Clint Wilder's picture

The recent dramatic plunge in oil and natural gas prices, to their lowest level since the global recession in 2009, has some observers worried about the effect on clean tech. Conventional wisdom has it that renewables have a tougher time competing when fossil fuels are cheap, making grid parity (in the case of natural gas-fired electricity) more elusive for solar and wind power. 

But could it be that the current environment – with gasoline at less than $2 a gallon in much of the United States – is actually a good time to double down on policies to move away from fossil fuels to more renewables and efficiency? 

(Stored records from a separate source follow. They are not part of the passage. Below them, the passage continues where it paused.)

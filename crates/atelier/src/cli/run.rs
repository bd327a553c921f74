//! Command execution against a studio.

use super::Commands;
use crate::CreativeStudio;
use anyhow::{Context, bail};
use atelier_core::{GeneratedAsset, GenerationKind, SourceImage};
use atelier_interface::{CredentialProvider, GenerativeProvider};
use std::path::Path;
use tracing::{info, instrument, warn};

/// Runs one command, printing progress to stderr.
///
/// Ctrl-C tears the studio down, which abandons a polling video job.
pub async fn run_command<P, C>(studio: CreativeStudio<P, C>, command: Commands) -> anyhow::Result<()>
where
    P: GenerativeProvider,
    C: CredentialProvider,
{
    let studio = studio
        .with_reporter(|kind: GenerationKind, status: &str| eprintln!("[{}] {}", kind, status));

    let teardown = studio.teardown_token();
    tokio::spawn({
        let teardown = teardown.clone();
        async move {
            if tokio::signal::ctrl_c().await.is_ok() {
                warn!("Interrupted");
                teardown.cancel();
            }
        }
    });

    tokio::select! {
        biased;
        result = execute(&studio, command) => result,
        _ = teardown.cancelled() => bail!("Interrupted"),
    }
}

async fn execute<P, C>(studio: &CreativeStudio<P, C>, command: Commands) -> anyhow::Result<()>
where
    P: GenerativeProvider,
    C: CredentialProvider,
{
    match command {
        Commands::Recommend { occasion, json } => {
            let Some(recommendation) = studio.recommend(&occasion).await? else {
                eprintln!("Describe the occasion to get a recommendation.");
                return Ok(());
            };
            if json {
                println!("{}", serde_json::to_string_pretty(&recommendation)?);
            } else {
                println!("{}\n\n{}", recommendation.name(), recommendation.reason());
            }
        }
        Commands::Image {
            prompt,
            tier,
            output,
        } => {
            let asset = studio.generate_image(&prompt, tier).await?;
            write_asset(&asset, &output).await?;
        }
        Commands::Animate {
            image,
            aspect_ratio,
            output,
        } => {
            let source = load_source_image(&image).await?;
            let asset = studio.animate_image(source, aspect_ratio).await?;
            write_asset(&asset, &output).await?;
        }
        Commands::Config => {
            println!("{}", studio.config().to_toml()?);
        }
    }
    Ok(())
}

#[instrument(skip(asset), fields(kind = %asset.kind(), path = %path.display()))]
async fn write_asset(asset: &GeneratedAsset, path: &Path) -> anyhow::Result<()> {
    tokio::fs::write(path, asset.payload().data())
        .await
        .with_context(|| format!("Failed to write {}", path.display()))?;
    info!(bytes = asset.payload().data().len(), "Asset written");
    println!("{}", path.display());
    Ok(())
}

/// Reads an image file, inferring its type from the extension.
pub async fn load_source_image(path: &Path) -> anyhow::Result<SourceImage> {
    let Some(mime) = image_mime(path) else {
        bail!("Unsupported image type: {}", path.display());
    };
    let data = tokio::fs::read(path)
        .await
        .with_context(|| format!("Failed to read {}", path.display()))?;
    Ok(SourceImage::new(mime, data)?)
}

/// MIME type for a supported image extension.
pub fn image_mime(path: &Path) -> Option<&'static str> {
    let extension = path.extension()?.to_str()?.to_ascii_lowercase();
    match extension.as_str() {
        "png" => Some("image/png"),
        "jpg" | "jpeg" => Some("image/jpeg"),
        "webp" => Some("image/webp"),
        "gif" => Some("image/gif"),
        "heic" => Some("image/heic"),
        _ => None,
    }
}

#[cfg(test)]
mod tests {
    use super::*;

    #[test]
    fn test_image_mime_from_extension() {
        assert_eq!(image_mime(Path::new("cake.PNG")), Some("image/png"));
        assert_eq!(image_mime(Path::new("a/b/cake.jpeg")), Some("image/jpeg"));
        assert_eq!(image_mime(Path::new("cake.webp")), Some("image/webp"));
        assert_eq!(image_mime(Path::new("cake.mp4")), None);
        assert_eq!(image_mime(Path::new("cake")), None);
    }

    #[tokio::test]
    async fn test_load_source_image_rejects_empty_file() {
        let dir = tempfile::tempdir().unwrap();
        let path = dir.path().join("empty.png");
        std::fs::write(&path, b"").unwrap();

        assert!(load_source_image(&path).await.is_err());
    }

    #[tokio::test]
    async fn test_load_source_image_reads_bytes() {
        let dir = tempfile::tempdir().unwrap();
        let path = dir.path().join("cake.jpg");
        std::fs::write(&path, [0xFF, 0xD8, 0xFF]).unwrap();

        let image = load_source_image(&path).await.unwrap();
        assert_eq!(image.mime(), "image/jpeg");
        assert_eq!(image.data(), &[0xFF, 0xD8, 0xFF]);
    }
}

That’s the conclusion of a special report on energy in the January 17 issue of The Economist headlined “Seize the Day.” “The fall in the price of oil and gas,” writes the venerable magazine that dates back to 1843, “provides a once-in-a-generation opportunity to fix bad energy policies.” Chief among these policies are fossil fuel subsidies, at least some of which were born out of decades-old governmental fear of oil scarcity and soaring prices (I’ll let others debate how many came from mere lobbying power). The Economist calls fossil fuel subsidies a “rathole” which swallowed an estimated $550 billion from governments across the globe last year. “Falling prices provide an opportunity to rethink this nonsense,” the magazine continues. “Why should American taxpayers pay for Exxon to find hydrocarbons?” 

The Economist is not a big fan of subsidies for clean energy either, and Ron Pernick and I recommended phasing out all energy subsidies in the Seven-Point Action Plan presented in our 2012 book Clean Tech Nation. Renewables and efficiency could compete on their own merits on a truly level playing field, if that is ever possible in the energy sector. The recent plummet of oil and natural gas prices may be grabbing headlines, but it’s nothing compared to the (longer-term) drop in the cost of solar PV panels – by a factor of five in the past six years, according to the International Energy Agency. 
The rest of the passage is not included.